[Start of section]

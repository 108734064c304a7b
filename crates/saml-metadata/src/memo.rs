//! Compute-once memoization cell.
//!
//! A [`MemoCell`] holds a lazily computed value behind a read-write lock.
//! Readers only ever take the shared lock. On a miss the shared lock is
//! released, the exclusive lock is taken and the slot is checked again, so
//! a value is computed at most once per cell even when many threads miss
//! at the same moment: later writers find the slot filled and reuse it.

use std::fmt;

use parking_lot::RwLock;

/// A lock-guarded optional value computed on first use.
pub struct MemoCell<T> {
    slot: RwLock<Option<T>>,
}

impl<T> MemoCell<T> {
    /// Creates an empty cell.
    #[must_use]
    pub const fn new() -> Self {
        Self {
            slot: RwLock::new(None),
        }
    }

    /// Returns true once a value has been stored.
    #[must_use]
    pub fn is_initialized(&self) -> bool {
        self.slot.read().is_some()
    }

    /// Removes the stored value, returning it.
    pub fn take(&self) -> Option<T> {
        self.slot.write().take()
    }
}

impl<T: Clone> MemoCell<T> {
    /// Returns a clone of the stored value, if any.
    #[must_use]
    pub fn get(&self) -> Option<T> {
        self.slot.read().clone()
    }

    /// Returns the stored value, computing and storing it with `init` first
    /// if the cell is empty.
    ///
    /// `init` runs while the exclusive lock is held and at most once across
    /// all concurrent callers. If it fails the cell stays empty and the
    /// error is returned; a later call will try again.
    ///
    /// # Errors
    ///
    /// Returns whatever `init` returns.
    pub fn get_or_try_init<E, F>(&self, init: F) -> Result<T, E>
    where
        F: FnOnce() -> Result<T, E>,
    {
        {
            let slot = self.slot.read();
            if let Some(value) = slot.as_ref() {
                return Ok(value.clone());
            }
        }

        let mut slot = self.slot.write();
        if let Some(value) = slot.as_ref() {
            return Ok(value.clone());
        }

        let value = init()?;
        *slot = Some(value.clone());
        Ok(value)
    }
}

impl<T> Default for MemoCell<T> {
    fn default() -> Self {
        Self::new()
    }
}

impl<T> fmt::Debug for MemoCell<T> {
    fn fmt(&self, f: &mut fmt::Formatter<'_>) -> fmt::Result {
        f.debug_struct("MemoCell")
            .field("initialized", &self.is_initialized())
            .finish()
    }
}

[End of section]

What needs to be done -> A verbatim reproduction of all the records above is the expected answer.

Solution below ->
repository 108734064c304a7b
filename crates/saml-metadata/src/memo.rs
//! Compute-once memoization cell.
//!
//! A [`MemoCell`] holds a lazily computed value behind a read-write lock.
//! Readers only ever take the shared lock. On a miss the shared lock is
//! released, the exclusive lock is taken and the slot is checked again, so
//! a value is computed at most once per cell even when many threads miss
//! at the same moment: later writers find the slot filled and reuse it.

use std::fmt;

use parking_lot::RwLock;

/// A lock-guarded optional value computed on first use.
pub struct MemoCell<T> {
    slot: RwLock<Option<T>>,
}

impl<T> MemoCell<T> {
    /// Creates an empty cell.
    #[must_use]
    pub const fn new() -> Self {
        Self {
            slot: RwLock::new(None),
        }
    }

    /// Returns true once a value has been stored.
    #[must_use]
    pub fn is_initialized(&self) -> bool {
        self.slot.read().is_some()
    }

    /// Removes the stored value, returning it.
    pub fn take(&self) -> Option<T> {
        self.slot.write().take()
    }
}

impl<T: Clone> MemoCell<T> {
    /// Returns a clone of the stored value, if any.
    #[must_use]
    pub fn get(&self) -> Option<T> {
        self.slot.read().clone()
    }

    /// Returns the stored value, computing and storing it with `init` first
    /// if the cell is empty.
    ///
    /// `init` runs while the exclusive lock is held and at most once across
    /// all concurrent callers. If it fails the cell stays empty and the
    /// error is returned; a later call will try again.
    ///
    /// # Errors
    ///
    /// Returns whatever `init` returns.
    pub fn get_or_try_init<E, F>(&self, init: F) -> Result<T, E>
    where
        F: FnOnce() -> Result<T, E>,
    {
        {
            let slot = self.slot.read();
            if let Some(value) = slot.as_ref() {
                return Ok(value.clone());
            }
        }

        let mut slot = self.slot.write();
        if let Some(value) = slot.as_ref() {
            return Ok(value.clone());
        }

        let value = init()?;
        *slot = Some(value.clone());
        Ok(value)
    }
}

impl<T> Default for MemoCell<T> {
    fn default() -> Self {
        Self::new()
    }
}

impl<T> fmt::Debug for MemoCell<T> {
    fn fmt(&self, f: &mut fmt::Formatter<'_>) -> fmt::Result {
        f.debug_struct("MemoCell")
            .field("initialized", &self.is_initialized())
            .finish()
    }
}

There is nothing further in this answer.